**Data to process:**
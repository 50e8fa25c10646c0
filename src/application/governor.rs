use crate::domain::account::VirtualAccount;
use crate::domain::admission::{Admission, RejectReason};
use crate::domain::position::Position;
use chrono::{DateTime, Duration, Utc};
use rust_decimal::Decimal;
use std::collections::HashMap;
use tracing::{info, warn};

#[derive(Debug, Clone)]
pub struct GovernorConfig {
    /// Consecutive losses before a cooldown engages.
    pub loss_threshold: u32,
    pub cooldown_duration: Duration,
    pub max_open_positions: usize,
    /// Operator flag blocking every new entry regardless of VA state.
    pub global_kill_switch: bool,
}

/// Per-VA rate and damage control: ACTIVE <-> COOLDOWN state machine,
/// open-position throttle, trade accounting.
///
/// The account cache is write-through: [`settle_trade`] and
/// [`kill_account`] hand back an updated clone for the caller to persist;
/// [`install`] commits it into the cache only after the store accepted it.
///
/// [`settle_trade`]: Governor::settle_trade
/// [`kill_account`]: Governor::kill_account
/// [`install`]: Governor::install
pub struct Governor {
    config: GovernorConfig,
    accounts: HashMap<String, VirtualAccount>,
    open_positions: HashMap<String, usize>,
}

impl Governor {
    pub fn new(config: GovernorConfig) -> Self {
        Self {
            config,
            accounts: HashMap::new(),
            open_positions: HashMap::new(),
        }
    }

    pub fn rehydrate(&mut self, accounts: Vec<VirtualAccount>, positions: &[Position]) {
        self.accounts = accounts
            .into_iter()
            .map(|account| (account.va_id.clone(), account))
            .collect();
        self.open_positions.clear();
        for position in positions {
            *self.open_positions.entry(position.va_id.clone()).or_insert(0) += 1;
        }
        info!(
            "Governor: Rehydrated {} account(s), {} with open positions",
            self.accounts.len(),
            self.open_positions.len()
        );
    }

    /// Admission for a new entry. Check order is fixed: kill switch, then
    /// cooldown, then throttle.
    pub fn admit(&self, va_id: &str, now: DateTime<Utc>) -> Admission {
        let Some(account) = self.accounts.get(va_id) else {
            return Admission::Reject(RejectReason::UnknownAccount);
        };

        if self.config.global_kill_switch || account.kill_switch {
            return Admission::Reject(RejectReason::KillSwitchEngaged);
        }
        if let Some(until) = account.cooldown_until
            && until > now
        {
            return Admission::Reject(RejectReason::InCooldown { until });
        }
        let open = self.open_position_count(va_id);
        if open >= self.config.max_open_positions {
            return Admission::Reject(RejectReason::Throttled {
                open,
                max: self.config.max_open_positions,
            });
        }
        Admission::Accept
    }

    pub fn account(&self, va_id: &str) -> Option<&VirtualAccount> {
        self.accounts.get(va_id)
    }

    pub fn accounts(&self) -> impl Iterator<Item = &VirtualAccount> {
        self.accounts.values()
    }

    pub fn open_position_count(&self, va_id: &str) -> usize {
        self.open_positions.get(va_id).copied().unwrap_or(0)
    }

    /// Fold a settled trade into a clone of the cached account and return
    /// it for persistence. The cache itself is untouched until
    /// [`install`](Governor::install).
    pub fn settle_trade(
        &self,
        va_id: &str,
        realized_pnl: Decimal,
        now: DateTime<Utc>,
    ) -> Option<VirtualAccount> {
        let mut account = self.accounts.get(va_id)?.clone();
        account.record_trade(
            realized_pnl,
            now,
            self.config.loss_threshold,
            self.config.cooldown_duration,
        );
        if account.in_cooldown(now) && !self.accounts[va_id].in_cooldown(now) {
            warn!(
                "Governor: {va_id} entered cooldown until {} after a run of losses",
                account.cooldown_until.expect("cooldown set")
            );
        }
        Some(account)
    }

    /// Clone of the account with its kill switch engaged, for persistence.
    pub fn kill_account(&self, va_id: &str) -> Option<VirtualAccount> {
        let mut account = self.accounts.get(va_id)?.clone();
        account.kill_switch = true;
        Some(account)
    }

    /// Commit a persisted account into the cache.
    pub fn install(&mut self, account: VirtualAccount) {
        self.accounts.insert(account.va_id.clone(), account);
    }

    pub fn on_position_opened(&mut self, va_id: &str) {
        *self.open_positions.entry(va_id.to_string()).or_insert(0) += 1;
    }

    pub fn on_position_closed(&mut self, va_id: &str) {
        if let Some(count) = self.open_positions.get_mut(va_id) {
            *count = count.saturating_sub(1);
            if *count == 0 {
                self.open_positions.remove(va_id);
            }
        }
    }
}
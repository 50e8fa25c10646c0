use crate::domain::types::Signal;
use std::collections::VecDeque;
use std::sync::atomic::{AtomicU64, Ordering};
use tokio::sync::{Mutex, Notify};
use tracing::warn;

/// Bounded intake buffer between signal producers and the execution loop.
///
/// Backpressure policy: when full, the oldest queued signal is dropped and
/// counted. Producers never block; the consumer awaits on a notify.
pub struct SignalQueue {
    inner: Mutex<VecDeque<Signal>>,
    capacity: usize,
    dropped: AtomicU64,
    notify: Notify,
}

impl SignalQueue {
    pub fn new(capacity: usize) -> Self {
        Self {
            inner: Mutex::new(VecDeque::with_capacity(capacity)),
            capacity: capacity.max(1),
            dropped: AtomicU64::new(0),
            notify: Notify::new(),
        }
    }

    pub async fn push(&self, signal: Signal) {
        {
            let mut queue = self.inner.lock().await;
            if queue.len() >= self.capacity {
                if let Some(evicted) = queue.pop_front() {
                    self.dropped.fetch_add(1, Ordering::Relaxed);
                    warn!(
                        "SignalQueue: Full ({}), dropped oldest signal {}/{}",
                        self.capacity, evicted.va_id, evicted.symbol
                    );
                }
            }
            queue.push_back(signal);
        }
        self.notify.notify_one();
    }

    /// Await the next signal. Single-consumer.
    pub async fn pop(&self) -> Signal {
        loop {
            if let Some(signal) = self.inner.lock().await.pop_front() {
                return signal;
            }
            self.notify.notified().await;
        }
    }

    pub async fn len(&self) -> usize {
        self.inner.lock().await.len()
    }

    pub fn dropped(&self) -> u64 {
        self.dropped.load(Ordering::Relaxed)
    }
}
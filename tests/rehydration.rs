//! Restart behavior: router reservations, governor state, and stop
//! protection all come back from the reopened database.

mod common;

use common::{Harness, signal, test_config};
use rust_decimal_macros::dec;
use tempfile::TempDir;
use vatrade::domain::repositories::TradeStore;
use vatrade::domain::types::{OrderIntent, OrderSide};
use vatrade::infrastructure::persistence::database::Database;

#[tokio::test]
async fn test_state_survives_restart() {
    let dir = TempDir::new().unwrap();
    let url = format!("sqlite://{}/vatrade.db", dir.path().display());

    let mut config = test_config();
    config.cooldown_duration_seconds = 3600;
    config.reconcile_interval_seconds = 1;

    // --- Session 1: open a position on VA001, run VA002 into cooldown ---
    {
        let database = Database::new(&url).await.unwrap();
        let harness = Harness::start_with_database(config.clone(), database).await;

        harness.open_position("VA001", "AAPL", dec!(10), dec!(100), 1).await;
        harness.wait_submission(OrderIntent::StopLoss, "AAPL", 1).await;

        for i in 1..=3 {
            harness.open_position("VA002", "TSLA", dec!(1), dec!(100), i).await;
            harness.wait_submission(OrderIntent::StopLoss, "TSLA", i).await;
            harness.stop_out("VA002", "TSLA", dec!(97), i).await;
            harness.wait_trades("VA002", i).await;
        }

        harness.stop().await;
    }

    // --- Session 2: reopen the same database ---
    let database = Database::new(&url).await.unwrap();
    let harness = Harness::start_with_database(config, database).await;

    // Position book survived.
    let position = harness
        .store
        .get_position("VA001", "AAPL")
        .await
        .unwrap()
        .expect("position survived restart");
    assert_eq!(position.qty, dec!(10));
    assert_eq!(position.stop_loss_price, dec!(98.00));

    // Account state survived: loss tally, drawdown from persisted peak,
    // and the still-running cooldown.
    let accounts = harness.store.load_accounts().await.unwrap();
    let va2 = accounts.iter().find(|a| a.va_id == "VA002").unwrap();
    assert_eq!(va2.losses, 3);
    assert_eq!(va2.balance, dec!(9991));
    assert_eq!(va2.peak_equity, dec!(10000));
    assert_eq!(va2.max_drawdown, dec!(9));
    assert!(va2.cooldown_until.is_some());

    // Shutdown canceled the resting stop; the first reconciliation pass of
    // the new session puts protection back on.
    let stop = harness.wait_submission(OrderIntent::StopLoss, "AAPL", 1).await;
    assert_eq!(stop.qty, dec!(10));

    // Router rehydrated: VA001 still owns AAPL, so another symbol is
    // refused.
    harness
        .push(signal("VA001", "GOOGL", OrderSide::Buy, dec!(5), dec!(50)))
        .await;
    harness.settle_idle().await;
    assert_eq!(harness.submission_count(OrderIntent::Entry, "GOOGL").await, 0);

    // Governor rehydrated: VA002 is still cooling down.
    harness
        .push(signal("VA002", "MSFT", OrderSide::Buy, dec!(1), dec!(50)))
        .await;
    harness.settle_idle().await;
    assert_eq!(harness.submission_count(OrderIntent::Entry, "MSFT").await, 0);

    // An untouched VA trades normally.
    harness
        .push(signal("VA003", "MSFT", OrderSide::Buy, dec!(1), dec!(50)))
        .await;
    harness.wait_submission(OrderIntent::Entry, "MSFT", 1).await;

    harness.stop().await;
}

**Exercise requirements:**
Go through the entries and copy each line holding the string "async".

**Final answer:**
    pub async fn push(&self, signal: Signal) {
    pub async fn pop(&self) -> Signal {
    pub async fn len(&self) -> usize {
async fn test_state_survives_restart() {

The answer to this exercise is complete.